__Your goal__: Render every entry exactly as it appears.

Records drawn from a dataset:
★ ★ ★ ★ ★ ★ ★

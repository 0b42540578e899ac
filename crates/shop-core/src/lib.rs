//! # shop-core: Catalog, Cart and Store Logic for Corner Shop
//!
//! This crate holds everything a customer session needs: the item catalog,
//! the shopping cart, and the store that searches one and mutates the other.
//! There is no I/O in here; the catalog arrives as already-parsed records.
//!
//! ## Architecture Position
//! ```text
//! ┌─────────────────────────────────────────────────────────────────────────┐
//! │                        Corner Shop Architecture                         │
//! │                                                                         │
//! │  ┌─────────────────────────────────────────────────────────────────┐   │
//! │  │              Catalog loader (external collaborator)             │   │
//! │  │         reads a file in some format ──► Vec<CatalogRecord>      │   │
//! │  └─────────────────────────────┬───────────────────────────────────┘   │
//! │                                │                                        │
//! │  ┌─────────────────────────────▼───────────────────────────────────┐   │
//! │  │               ★ shop-core (THIS CRATE) ★                        │   │
//! │  │                                                                 │   │
//! │  │   ┌───────────┐  ┌───────────┐  ┌───────────┐  ┌───────────┐  │   │
//! │  │   │   item    │  │   cart    │  │   store   │  │ validation│  │   │
//! │  │   │   Item    │  │ Shopping  │  │  search   │  │  records  │  │   │
//! │  │   │  Record   │  │   Cart    │  │  resolve  │  │  prices   │  │   │
//! │  │   └───────────┘  └───────────┘  └───────────┘  └───────────┘  │   │
//! │  │                                                                 │   │
//! │  │   NO I/O • NO GLOBAL STATE • PURE FUNCTIONS OVER OWNED DATA     │   │
//! │  └─────────────────────────────────────────────────────────────────┘   │
//! └─────────────────────────────────────────────────────────────────────────┘
//! ```
//!
//! ## Modules
//!
//! - [`item`] - The immutable `Item` and the raw `CatalogRecord`
//! - [`cart`] - `ShoppingCart`: distinct items, subtotal
//! - [`store`] - `Store`: catalog search, fragment resolution, checkout
//! - [`money`] - Integer price type
//! - [`error`] - Domain error types
//! - [`validation`] - Catalog record validation
//!
//! ## Example Usage
//!
//! ```rust
//! use shop_core::{Item, Money, Store};
//!
//! let mut store = Store::new(vec![
//!     Item::new("Apple", Money::new(10), vec!["fruit".into()], "d"),
//!     Item::new("Banana", Money::new(20), vec!["fruit".into(), "sweet".into()], "d"),
//! ]);
//!
//! let found = store.search_by_name("an");
//! assert_eq!(found[0].name(), "Banana");
//!
//! store.add_item("apple").unwrap();
//! assert_eq!(store.checkout().amount(), 10);
//! ```

// =============================================================================
// Module Declarations
// =============================================================================

pub mod cart;
pub mod error;
pub mod item;
pub mod money;
pub mod store;
pub mod validation;

// =============================================================================
// Re-exports for Convenience
// =============================================================================

pub use cart::ShoppingCart;
pub use error::{ShopError, ShopResult, ValidationError};
pub use item::{CatalogRecord, Item};
pub use money::Money;
pub use store::Store;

★ ★ ★ ★ ★ ★ ★

__Answer to this task__:
repository 0b42540578e899ac
filename crates/shop-core/src/lib.rs
//! # shop-core: Catalog, Cart and Store Logic for Corner Shop
//!
//! This crate holds everything a customer session needs: the item catalog,
//! the shopping cart, and the store that searches one and mutates the other.
//! There is no I/O in here; the catalog arrives as already-parsed records.
//!
//! ## Architecture Position
//! ```text
//! ┌─────────────────────────────────────────────────────────────────────────┐
//! │                        Corner Shop Architecture                         │
//! │                                                                         │
//! │  ┌─────────────────────────────────────────────────────────────────┐   │
//! │  │              Catalog loader (external collaborator)             │   │
//! │  │         reads a file in some format ──► Vec<CatalogRecord>      │   │
//! │  └─────────────────────────────┬───────────────────────────────────┘   │
//! │                                │                                        │
//! │  ┌─────────────────────────────▼───────────────────────────────────┐   │
//! │  │               ★ shop-core (THIS CRATE) ★                        │   │
//! │  │                                                                 │   │
//! │  │   ┌───────────┐  ┌───────────┐  ┌───────────┐  ┌───────────┐  │   │
//! │  │   │   item    │  │   cart    │  │   store   │  │ validation│  │   │
//! │  │   │   Item    │  │ Shopping  │  │  search   │  │  records  │  │   │
//! │  │   │  Record   │  │   Cart    │  │  resolve  │  │  prices   │  │   │
//! │  │   └───────────┘  └───────────┘  └───────────┘  └───────────┘  │   │
//! │  │                                                                 │   │
//! │  │   NO I/O • NO GLOBAL STATE • PURE FUNCTIONS OVER OWNED DATA     │   │
//! │  └─────────────────────────────────────────────────────────────────┘   │
//! └─────────────────────────────────────────────────────────────────────────┘
//! ```
//!
//! ## Modules
//!
//! - [`item`] - The immutable `Item` and the raw `CatalogRecord`
//! - [`cart`] - `ShoppingCart`: distinct items, subtotal
//! - [`store`] - `Store`: catalog search, fragment resolution, checkout
//! - [`money`] - Integer price type
//! - [`error`] - Domain error types
//! - [`validation`] - Catalog record validation
//!
//! ## Example Usage
//!
//! ```rust
//! use shop_core::{Item, Money, Store};
//!
//! let mut store = Store::new(vec![
//!     Item::new("Apple", Money::new(10), vec!["fruit".into()], "d"),
//!     Item::new("Banana", Money::new(20), vec!["fruit".into(), "sweet".into()], "d"),
//! ]);
//!
//! let found = store.search_by_name("an");
//! assert_eq!(found[0].name(), "Banana");
//!
//! store.add_item("apple").unwrap();
//! assert_eq!(store.checkout().amount(), 10);
//! ```

// =============================================================================
// Module Declarations
// =============================================================================

pub mod cart;
pub mod error;
pub mod item;
pub mod money;
pub mod store;
pub mod validation;

// =============================================================================
// Re-exports for Convenience
// =============================================================================

pub use cart::ShoppingCart;
pub use error::{ShopError, ShopResult, ValidationError};
pub use item::{CatalogRecord, Item};
pub use money::Money;
pub use store::Store;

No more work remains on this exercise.